_Given entries_
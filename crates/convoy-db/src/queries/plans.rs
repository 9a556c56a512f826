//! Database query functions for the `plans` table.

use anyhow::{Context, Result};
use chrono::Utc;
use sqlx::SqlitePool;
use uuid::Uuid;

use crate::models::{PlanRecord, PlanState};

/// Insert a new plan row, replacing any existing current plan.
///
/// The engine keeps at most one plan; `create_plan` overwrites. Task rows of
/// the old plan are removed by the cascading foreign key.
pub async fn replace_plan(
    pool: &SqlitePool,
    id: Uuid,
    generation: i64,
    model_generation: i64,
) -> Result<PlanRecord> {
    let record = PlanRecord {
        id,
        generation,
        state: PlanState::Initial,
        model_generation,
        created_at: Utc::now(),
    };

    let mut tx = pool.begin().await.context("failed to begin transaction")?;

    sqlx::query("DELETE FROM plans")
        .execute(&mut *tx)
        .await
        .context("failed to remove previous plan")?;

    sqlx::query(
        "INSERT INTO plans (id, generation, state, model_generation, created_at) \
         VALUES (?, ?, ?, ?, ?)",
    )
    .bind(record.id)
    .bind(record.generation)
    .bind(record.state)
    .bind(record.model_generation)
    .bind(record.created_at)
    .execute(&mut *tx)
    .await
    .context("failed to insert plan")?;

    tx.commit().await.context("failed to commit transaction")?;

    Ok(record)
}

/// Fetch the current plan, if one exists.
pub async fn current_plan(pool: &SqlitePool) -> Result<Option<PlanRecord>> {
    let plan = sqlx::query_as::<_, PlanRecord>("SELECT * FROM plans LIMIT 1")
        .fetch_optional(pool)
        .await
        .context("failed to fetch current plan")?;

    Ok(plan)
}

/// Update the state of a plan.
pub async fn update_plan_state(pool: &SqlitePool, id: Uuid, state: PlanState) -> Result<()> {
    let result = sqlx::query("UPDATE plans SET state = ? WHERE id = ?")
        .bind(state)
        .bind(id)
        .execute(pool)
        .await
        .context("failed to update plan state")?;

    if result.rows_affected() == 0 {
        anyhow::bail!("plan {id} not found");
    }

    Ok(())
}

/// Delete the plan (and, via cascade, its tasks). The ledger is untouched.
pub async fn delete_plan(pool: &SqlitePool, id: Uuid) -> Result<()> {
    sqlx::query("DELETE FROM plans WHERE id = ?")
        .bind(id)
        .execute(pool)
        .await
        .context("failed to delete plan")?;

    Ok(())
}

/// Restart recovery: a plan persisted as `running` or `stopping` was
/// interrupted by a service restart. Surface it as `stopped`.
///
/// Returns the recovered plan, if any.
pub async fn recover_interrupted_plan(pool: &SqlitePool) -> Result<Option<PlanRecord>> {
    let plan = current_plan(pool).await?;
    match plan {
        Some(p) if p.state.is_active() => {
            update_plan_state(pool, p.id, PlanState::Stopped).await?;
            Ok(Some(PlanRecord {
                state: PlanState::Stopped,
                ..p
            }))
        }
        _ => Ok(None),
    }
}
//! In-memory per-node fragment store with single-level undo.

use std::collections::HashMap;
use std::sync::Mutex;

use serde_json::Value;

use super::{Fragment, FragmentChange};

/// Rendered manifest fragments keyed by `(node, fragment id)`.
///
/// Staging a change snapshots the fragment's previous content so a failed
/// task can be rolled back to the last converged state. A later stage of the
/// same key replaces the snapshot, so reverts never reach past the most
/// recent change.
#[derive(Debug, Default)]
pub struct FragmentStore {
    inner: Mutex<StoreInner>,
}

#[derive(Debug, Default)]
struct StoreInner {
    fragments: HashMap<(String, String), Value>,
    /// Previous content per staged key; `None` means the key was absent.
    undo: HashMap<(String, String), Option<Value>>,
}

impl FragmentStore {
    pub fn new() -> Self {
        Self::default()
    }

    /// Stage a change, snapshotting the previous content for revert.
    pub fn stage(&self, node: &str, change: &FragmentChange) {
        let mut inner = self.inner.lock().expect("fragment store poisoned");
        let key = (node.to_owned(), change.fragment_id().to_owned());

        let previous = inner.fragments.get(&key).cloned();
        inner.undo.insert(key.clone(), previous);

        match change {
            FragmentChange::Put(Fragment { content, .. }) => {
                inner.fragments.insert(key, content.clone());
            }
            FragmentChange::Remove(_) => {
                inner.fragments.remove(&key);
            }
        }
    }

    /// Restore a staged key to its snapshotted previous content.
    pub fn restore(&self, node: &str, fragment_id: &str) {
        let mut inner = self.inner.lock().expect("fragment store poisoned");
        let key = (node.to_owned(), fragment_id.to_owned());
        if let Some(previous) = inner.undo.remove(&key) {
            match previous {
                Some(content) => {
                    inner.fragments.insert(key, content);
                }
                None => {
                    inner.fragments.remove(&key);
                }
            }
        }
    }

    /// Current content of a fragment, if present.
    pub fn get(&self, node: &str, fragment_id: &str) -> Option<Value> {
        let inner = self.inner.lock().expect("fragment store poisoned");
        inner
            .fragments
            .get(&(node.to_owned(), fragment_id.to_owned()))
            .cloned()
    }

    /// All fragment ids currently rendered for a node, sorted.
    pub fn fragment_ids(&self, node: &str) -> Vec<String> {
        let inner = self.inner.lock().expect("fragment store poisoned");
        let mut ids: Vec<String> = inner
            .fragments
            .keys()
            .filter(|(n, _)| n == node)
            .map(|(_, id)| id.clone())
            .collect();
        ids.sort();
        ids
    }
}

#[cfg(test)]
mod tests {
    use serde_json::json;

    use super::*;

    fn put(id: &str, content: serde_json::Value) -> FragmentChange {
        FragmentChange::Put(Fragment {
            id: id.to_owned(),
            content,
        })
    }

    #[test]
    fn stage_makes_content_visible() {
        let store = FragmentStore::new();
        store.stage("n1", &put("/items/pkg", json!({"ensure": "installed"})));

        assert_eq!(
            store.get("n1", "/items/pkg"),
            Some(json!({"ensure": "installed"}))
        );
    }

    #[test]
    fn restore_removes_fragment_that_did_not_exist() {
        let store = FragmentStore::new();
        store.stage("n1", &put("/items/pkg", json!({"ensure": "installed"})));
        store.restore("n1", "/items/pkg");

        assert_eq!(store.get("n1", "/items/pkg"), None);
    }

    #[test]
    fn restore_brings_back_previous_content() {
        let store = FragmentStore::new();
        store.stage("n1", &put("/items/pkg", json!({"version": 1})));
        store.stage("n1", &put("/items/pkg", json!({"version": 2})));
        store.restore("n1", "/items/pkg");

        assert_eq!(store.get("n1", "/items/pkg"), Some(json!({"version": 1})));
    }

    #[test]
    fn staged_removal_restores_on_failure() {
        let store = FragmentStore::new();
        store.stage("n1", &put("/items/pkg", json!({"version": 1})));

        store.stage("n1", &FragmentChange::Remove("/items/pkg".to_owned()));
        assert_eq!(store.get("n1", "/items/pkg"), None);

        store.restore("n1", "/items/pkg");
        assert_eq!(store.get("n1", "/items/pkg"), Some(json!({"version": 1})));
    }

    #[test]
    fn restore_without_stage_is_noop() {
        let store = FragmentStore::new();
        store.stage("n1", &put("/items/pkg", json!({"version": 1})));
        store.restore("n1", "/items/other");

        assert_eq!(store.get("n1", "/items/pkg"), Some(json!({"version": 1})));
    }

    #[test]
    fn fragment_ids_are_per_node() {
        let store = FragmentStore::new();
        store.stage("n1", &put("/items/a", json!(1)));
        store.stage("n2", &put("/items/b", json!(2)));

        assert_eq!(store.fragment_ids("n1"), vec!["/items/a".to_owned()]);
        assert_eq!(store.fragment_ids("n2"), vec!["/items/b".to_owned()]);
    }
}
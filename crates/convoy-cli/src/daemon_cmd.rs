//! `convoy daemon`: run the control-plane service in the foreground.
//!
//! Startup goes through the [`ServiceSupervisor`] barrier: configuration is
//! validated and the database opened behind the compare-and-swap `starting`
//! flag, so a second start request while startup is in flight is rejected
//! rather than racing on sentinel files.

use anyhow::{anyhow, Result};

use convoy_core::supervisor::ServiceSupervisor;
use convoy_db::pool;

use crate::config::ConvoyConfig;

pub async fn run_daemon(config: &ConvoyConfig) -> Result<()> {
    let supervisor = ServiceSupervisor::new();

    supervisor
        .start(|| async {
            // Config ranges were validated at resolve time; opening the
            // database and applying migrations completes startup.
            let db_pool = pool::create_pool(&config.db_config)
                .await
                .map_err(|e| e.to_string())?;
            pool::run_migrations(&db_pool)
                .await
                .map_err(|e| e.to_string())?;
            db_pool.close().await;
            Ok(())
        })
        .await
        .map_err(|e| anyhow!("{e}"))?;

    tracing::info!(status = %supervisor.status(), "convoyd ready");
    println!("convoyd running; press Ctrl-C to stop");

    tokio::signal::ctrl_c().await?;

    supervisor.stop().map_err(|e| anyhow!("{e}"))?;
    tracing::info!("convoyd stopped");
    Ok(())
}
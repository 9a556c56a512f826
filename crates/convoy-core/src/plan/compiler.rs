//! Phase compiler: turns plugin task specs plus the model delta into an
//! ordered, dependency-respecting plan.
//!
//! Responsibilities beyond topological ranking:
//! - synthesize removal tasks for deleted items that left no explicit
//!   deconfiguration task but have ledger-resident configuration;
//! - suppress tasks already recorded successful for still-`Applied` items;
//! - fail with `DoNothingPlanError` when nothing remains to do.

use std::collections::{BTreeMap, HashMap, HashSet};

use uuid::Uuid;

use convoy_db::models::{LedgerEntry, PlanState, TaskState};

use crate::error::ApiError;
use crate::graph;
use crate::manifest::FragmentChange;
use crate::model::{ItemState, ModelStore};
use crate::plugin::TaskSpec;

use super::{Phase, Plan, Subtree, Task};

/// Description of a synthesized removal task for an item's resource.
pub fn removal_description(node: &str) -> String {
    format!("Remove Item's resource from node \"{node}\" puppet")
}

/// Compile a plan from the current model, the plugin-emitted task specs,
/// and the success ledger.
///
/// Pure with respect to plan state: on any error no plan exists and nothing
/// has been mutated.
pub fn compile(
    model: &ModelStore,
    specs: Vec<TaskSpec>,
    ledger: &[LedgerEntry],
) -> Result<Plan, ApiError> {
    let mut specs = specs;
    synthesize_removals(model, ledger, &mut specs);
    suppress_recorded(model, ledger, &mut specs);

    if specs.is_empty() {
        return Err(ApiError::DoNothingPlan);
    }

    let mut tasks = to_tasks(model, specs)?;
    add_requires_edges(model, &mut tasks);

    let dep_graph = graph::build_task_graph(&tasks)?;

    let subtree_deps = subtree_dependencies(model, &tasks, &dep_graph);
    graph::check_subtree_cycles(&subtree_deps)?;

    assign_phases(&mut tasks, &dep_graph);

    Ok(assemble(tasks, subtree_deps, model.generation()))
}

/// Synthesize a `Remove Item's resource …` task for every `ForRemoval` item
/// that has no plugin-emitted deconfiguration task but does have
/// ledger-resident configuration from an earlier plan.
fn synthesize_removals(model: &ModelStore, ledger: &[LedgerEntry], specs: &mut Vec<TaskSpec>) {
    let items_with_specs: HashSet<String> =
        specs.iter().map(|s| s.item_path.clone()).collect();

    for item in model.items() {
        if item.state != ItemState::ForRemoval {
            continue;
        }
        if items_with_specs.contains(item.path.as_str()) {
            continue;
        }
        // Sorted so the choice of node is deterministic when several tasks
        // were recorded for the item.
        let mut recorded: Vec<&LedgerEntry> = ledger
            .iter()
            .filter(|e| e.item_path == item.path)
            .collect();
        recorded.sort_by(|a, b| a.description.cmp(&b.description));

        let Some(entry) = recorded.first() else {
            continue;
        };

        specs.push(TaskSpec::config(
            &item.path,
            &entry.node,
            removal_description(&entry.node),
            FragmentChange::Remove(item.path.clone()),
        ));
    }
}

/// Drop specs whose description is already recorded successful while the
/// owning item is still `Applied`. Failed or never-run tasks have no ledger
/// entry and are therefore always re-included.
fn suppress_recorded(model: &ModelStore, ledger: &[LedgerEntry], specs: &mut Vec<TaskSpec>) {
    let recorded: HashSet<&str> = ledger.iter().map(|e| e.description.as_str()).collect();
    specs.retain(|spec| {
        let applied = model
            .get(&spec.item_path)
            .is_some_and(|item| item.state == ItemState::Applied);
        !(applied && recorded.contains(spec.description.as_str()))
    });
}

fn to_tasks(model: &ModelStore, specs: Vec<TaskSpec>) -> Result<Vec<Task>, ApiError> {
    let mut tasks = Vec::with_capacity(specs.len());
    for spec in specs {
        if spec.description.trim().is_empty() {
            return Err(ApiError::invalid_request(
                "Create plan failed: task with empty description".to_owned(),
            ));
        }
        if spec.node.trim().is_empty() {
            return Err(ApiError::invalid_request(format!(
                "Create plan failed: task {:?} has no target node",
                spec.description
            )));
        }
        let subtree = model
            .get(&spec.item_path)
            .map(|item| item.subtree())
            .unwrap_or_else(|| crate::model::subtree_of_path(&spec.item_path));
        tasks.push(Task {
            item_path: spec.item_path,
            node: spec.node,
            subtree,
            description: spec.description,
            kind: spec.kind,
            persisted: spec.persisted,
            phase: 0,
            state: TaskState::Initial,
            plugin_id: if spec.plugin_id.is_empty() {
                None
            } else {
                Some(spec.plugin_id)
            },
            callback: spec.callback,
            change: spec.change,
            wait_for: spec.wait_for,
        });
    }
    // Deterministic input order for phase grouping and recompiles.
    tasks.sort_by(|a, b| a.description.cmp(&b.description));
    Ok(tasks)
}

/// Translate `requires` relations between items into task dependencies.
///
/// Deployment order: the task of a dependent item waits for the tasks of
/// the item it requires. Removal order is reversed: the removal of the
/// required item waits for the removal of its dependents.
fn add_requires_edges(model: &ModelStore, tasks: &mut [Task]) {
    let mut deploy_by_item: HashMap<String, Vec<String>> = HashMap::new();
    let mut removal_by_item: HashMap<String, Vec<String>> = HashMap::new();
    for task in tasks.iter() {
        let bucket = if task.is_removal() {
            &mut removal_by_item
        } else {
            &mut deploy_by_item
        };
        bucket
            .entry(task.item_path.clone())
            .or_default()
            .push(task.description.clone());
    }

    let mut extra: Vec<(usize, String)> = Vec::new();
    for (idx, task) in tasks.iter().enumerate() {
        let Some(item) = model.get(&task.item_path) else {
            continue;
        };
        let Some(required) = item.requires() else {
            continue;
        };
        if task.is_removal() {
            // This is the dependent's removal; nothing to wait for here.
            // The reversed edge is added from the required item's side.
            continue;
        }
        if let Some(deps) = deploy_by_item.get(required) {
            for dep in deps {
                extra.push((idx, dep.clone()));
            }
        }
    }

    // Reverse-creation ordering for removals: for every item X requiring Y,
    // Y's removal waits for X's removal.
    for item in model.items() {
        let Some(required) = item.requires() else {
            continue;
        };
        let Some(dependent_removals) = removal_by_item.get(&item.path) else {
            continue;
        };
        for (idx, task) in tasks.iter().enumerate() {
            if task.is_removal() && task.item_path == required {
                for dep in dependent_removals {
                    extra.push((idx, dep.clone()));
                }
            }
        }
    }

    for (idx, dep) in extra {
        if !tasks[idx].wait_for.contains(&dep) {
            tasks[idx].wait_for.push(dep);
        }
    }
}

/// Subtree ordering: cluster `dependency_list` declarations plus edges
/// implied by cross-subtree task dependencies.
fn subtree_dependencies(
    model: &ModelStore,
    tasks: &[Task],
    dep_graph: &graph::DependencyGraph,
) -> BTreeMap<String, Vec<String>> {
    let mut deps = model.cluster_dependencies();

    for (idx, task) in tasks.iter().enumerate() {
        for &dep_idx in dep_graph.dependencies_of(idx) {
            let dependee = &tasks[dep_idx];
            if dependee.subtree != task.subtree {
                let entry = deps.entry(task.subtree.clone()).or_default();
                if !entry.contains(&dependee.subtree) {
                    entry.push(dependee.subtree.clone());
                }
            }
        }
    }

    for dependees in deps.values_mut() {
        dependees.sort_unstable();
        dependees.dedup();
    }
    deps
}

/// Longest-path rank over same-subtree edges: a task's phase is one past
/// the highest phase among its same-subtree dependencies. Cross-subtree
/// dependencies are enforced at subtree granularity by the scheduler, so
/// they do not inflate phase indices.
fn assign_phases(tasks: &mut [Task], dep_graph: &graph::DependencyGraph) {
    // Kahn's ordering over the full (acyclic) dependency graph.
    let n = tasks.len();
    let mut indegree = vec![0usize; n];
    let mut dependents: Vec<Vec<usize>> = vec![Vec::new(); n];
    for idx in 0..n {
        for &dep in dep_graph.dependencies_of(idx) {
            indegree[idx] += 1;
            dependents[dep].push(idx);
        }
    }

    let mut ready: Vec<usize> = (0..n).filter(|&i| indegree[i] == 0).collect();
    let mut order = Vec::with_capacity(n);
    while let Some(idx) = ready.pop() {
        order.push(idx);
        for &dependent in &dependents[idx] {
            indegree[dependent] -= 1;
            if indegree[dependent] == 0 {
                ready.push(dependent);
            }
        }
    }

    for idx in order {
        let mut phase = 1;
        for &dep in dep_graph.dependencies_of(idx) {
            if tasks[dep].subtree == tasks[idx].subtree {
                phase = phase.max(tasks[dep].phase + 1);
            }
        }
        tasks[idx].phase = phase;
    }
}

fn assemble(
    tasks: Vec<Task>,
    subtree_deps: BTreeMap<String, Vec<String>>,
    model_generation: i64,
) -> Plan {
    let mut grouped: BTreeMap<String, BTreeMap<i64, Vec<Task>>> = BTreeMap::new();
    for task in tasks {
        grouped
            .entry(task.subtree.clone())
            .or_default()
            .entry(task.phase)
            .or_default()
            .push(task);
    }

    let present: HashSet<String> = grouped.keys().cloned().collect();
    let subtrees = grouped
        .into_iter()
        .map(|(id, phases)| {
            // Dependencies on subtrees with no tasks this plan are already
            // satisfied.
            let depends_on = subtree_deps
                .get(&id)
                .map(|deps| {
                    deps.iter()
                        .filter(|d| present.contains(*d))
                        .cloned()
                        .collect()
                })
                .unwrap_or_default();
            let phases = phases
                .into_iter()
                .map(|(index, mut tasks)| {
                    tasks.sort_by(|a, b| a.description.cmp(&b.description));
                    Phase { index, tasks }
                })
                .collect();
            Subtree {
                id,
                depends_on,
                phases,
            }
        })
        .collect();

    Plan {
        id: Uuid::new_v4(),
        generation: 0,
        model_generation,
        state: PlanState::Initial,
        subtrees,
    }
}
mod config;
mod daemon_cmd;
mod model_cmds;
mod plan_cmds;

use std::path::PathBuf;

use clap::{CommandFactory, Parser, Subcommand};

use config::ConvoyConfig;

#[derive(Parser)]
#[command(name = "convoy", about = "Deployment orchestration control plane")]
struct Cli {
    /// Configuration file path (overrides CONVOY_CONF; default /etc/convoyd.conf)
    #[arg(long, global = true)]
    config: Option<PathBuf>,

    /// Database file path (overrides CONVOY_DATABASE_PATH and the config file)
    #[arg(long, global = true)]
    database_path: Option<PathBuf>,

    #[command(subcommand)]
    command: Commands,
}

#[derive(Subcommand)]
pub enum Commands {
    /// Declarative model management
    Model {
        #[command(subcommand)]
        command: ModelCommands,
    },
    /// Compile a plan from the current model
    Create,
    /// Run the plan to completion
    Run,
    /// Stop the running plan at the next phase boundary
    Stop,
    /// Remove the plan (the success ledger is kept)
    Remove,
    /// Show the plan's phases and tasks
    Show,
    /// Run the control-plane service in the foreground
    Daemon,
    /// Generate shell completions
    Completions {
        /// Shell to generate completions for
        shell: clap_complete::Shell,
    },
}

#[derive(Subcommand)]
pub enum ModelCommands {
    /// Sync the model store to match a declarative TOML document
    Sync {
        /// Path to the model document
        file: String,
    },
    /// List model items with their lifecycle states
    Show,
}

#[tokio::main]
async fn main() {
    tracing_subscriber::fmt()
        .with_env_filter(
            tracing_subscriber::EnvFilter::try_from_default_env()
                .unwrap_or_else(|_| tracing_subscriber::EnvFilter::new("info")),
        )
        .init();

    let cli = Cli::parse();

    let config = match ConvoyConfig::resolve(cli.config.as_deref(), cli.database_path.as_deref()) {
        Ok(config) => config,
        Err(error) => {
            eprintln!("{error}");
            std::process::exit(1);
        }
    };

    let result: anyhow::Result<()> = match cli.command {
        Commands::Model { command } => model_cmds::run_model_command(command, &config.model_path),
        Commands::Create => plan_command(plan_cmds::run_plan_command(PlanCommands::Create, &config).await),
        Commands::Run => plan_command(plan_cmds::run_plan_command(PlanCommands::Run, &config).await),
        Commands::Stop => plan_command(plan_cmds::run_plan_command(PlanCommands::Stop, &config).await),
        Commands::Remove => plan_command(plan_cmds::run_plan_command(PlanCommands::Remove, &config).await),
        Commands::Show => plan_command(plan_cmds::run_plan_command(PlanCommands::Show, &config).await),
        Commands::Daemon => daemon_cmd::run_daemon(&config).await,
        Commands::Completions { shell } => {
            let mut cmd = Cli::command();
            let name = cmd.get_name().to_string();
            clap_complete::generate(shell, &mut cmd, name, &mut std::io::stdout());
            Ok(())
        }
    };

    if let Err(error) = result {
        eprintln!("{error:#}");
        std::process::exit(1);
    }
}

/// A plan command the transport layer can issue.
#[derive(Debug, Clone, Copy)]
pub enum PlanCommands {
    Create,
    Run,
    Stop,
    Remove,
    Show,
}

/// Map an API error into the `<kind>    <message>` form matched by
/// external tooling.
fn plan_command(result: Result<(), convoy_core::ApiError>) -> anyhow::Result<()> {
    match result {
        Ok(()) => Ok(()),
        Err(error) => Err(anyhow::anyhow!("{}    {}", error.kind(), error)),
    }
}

_What the task requires_
Of the lines above, retype only those from the line containing "recorded.sort_by(|a, b| a.description.cmp(&b.description));" through the line containing "therefore always re-included.", including both, exactly.

_Problem solution_
        recorded.sort_by(|a, b| a.description.cmp(&b.description));

        let Some(entry) = recorded.first() else {
            continue;
        };

        specs.push(TaskSpec::config(
            &item.path,
            &entry.node,
            removal_description(&entry.node),
            FragmentChange::Remove(item.path.clone()),
        ));
    }
}

/// Drop specs whose description is already recorded successful while the
/// owning item is still `Applied`. Failed or never-run tasks have no ledger
/// entry and are therefore always re-included.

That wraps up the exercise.